▼▼▼

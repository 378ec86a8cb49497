//! Bootstrap and the control handle.
//!
//! [`bootstrap`] wires the pipeline onto a host and returns the only
//! [`Controller`] for it. Callers keep the controller; dropping it stops
//! every subscription callback from doing work.
//!
//! # Example
//!
//! ```ignore
//! let page = SimPage::new();
//! let lazy = bootstrap(page.clone(), Options::default())?;
//! page.parse_body(html);
//! page.settle();
//! lazy.update(None);
//! lazy.unmount();
//! ```

use crate::config::{ConfigError, Options};
use crate::host::{Capabilities, Dom, Host, IntersectionWatch, MutationWatch};
use crate::pipeline::{Shared, dispatch, unveil, watcher};
use crate::{debug, log};
use std::rc::Rc;

/// Start lazy loading on `host`.
///
/// Invalid options are an error. A host lacking an observer primitive
/// yields an inert controller: nothing is processed automatically, and
/// [`Controller::watch`] and [`Controller::update`] reveal on the spot.
pub fn bootstrap<H: Host + 'static>(host: Rc<H>, options: Options) -> Result<Controller<H>, ConfigError> {
    options.validate()?;

    let shared = Rc::new(Shared::new(host, options));
    let capabilities = shared.host.capabilities();
    if !capabilities.is_complete() {
        log!("warning"; "no {}, automatic lazy loading disabled", missing(capabilities));
        return Ok(Controller { shared, inert: true });
    }
    if shared.host.body().is_none() {
        log!("warning"; "document has no body, automatic lazy loading disabled");
        return Ok(Controller { shared, inert: true });
    }

    let started = watcher::start(&shared) && dispatch::start(&shared);
    let controller = Controller {
        shared,
        inert: !started,
    };
    if started {
        controller.shared.state.borrow_mut().mounted = true;
        debug!("mount"; "watching the document body");
    } else {
        log!("warning"; "observers unavailable, automatic lazy loading disabled");
        controller.disconnect();
    }
    Ok(controller)
}

fn missing(capabilities: Capabilities) -> &'static str {
    match (capabilities.mutations, capabilities.intersections) {
        (false, false) => "MutationObserver and IntersectionObserver",
        (false, true) => "MutationObserver",
        _ => "IntersectionObserver",
    }
}

/// Handle to a running (or inert) pipeline.
pub struct Controller<H: Host> {
    shared: Rc<Shared<H>>,
    inert: bool,
}

impl<H: Host + 'static> Controller<H> {
    pub fn options(&self) -> &Options {
        &self.shared.options
    }

    pub fn host(&self) -> &Rc<H> {
        &self.shared.host
    }

    /// Whether automatic processing is running.
    pub fn is_active(&self) -> bool {
        self.shared.is_mounted()
    }

    /// Whether bootstrap found the host lacking.
    pub fn is_inert(&self) -> bool {
        self.inert
    }

    /// Register `el` for visibility tracking.
    ///
    /// Returns whether the element joined the watch set. On an inert
    /// controller the element is revealed immediately instead.
    pub fn watch(&self, el: &H::Element) -> bool {
        if self.inert {
            unveil::fallback(&self.shared, el);
            return false;
        }
        self.shared.is_mounted() && watcher::watch(&self.shared, el)
    }

    /// Reveal `el` now, whatever its position.
    pub fn unveil(&self, el: &H::Element) {
        unveil::reveal(&self.shared, el);
    }

    /// Route every element matching `selector` (default `[data-<prefix>]`)
    /// through discovery again; returns how many were taken in.
    pub fn update(&self, selector: Option<&str>) -> usize {
        if !self.inert && !self.shared.is_mounted() {
            return 0;
        }
        let selector = selector
            .map(str::to_string)
            .unwrap_or_else(|| self.shared.markers.default_selector());
        let elements = self.shared.host.query_selector_all(&selector);
        debug!("update"; "`{}` matched {} element(s)", selector, elements.len());
        dispatch::route(&self.shared, elements)
    }

    /// Stop all automatic processing and abort pending includes.
    pub fn unmount(&self) {
        if !self.shared.is_mounted() {
            return;
        }
        self.disconnect();
        self.shared.cancel.cancel();
        debug!("mount"; "unmounted");
    }

    fn disconnect(&self) {
        let (discovery, watcher, placements, retired) = {
            let mut state = self.shared.state.borrow_mut();
            state.mounted = false;
            state.watched.clear();
            (
                state.discovery.take(),
                state.watcher.take(),
                std::mem::take(&mut state.placements),
                std::mem::take(&mut state.retired),
            )
        };
        if let Some(discovery) = discovery {
            discovery.disconnect();
        }
        if let Some(watcher) = watcher {
            watcher.disconnect();
        }
        for placement in placements {
            placement.observer.disconnect();
        }
        drop(retired);
    }
}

▲▲▲

• _INSTRUCTIONS TO FOLLOW_:
Tally the lines of the listing above that include the string "discovery". Provide the total alone.

• _RESULT OF THE EXERCISE_:
5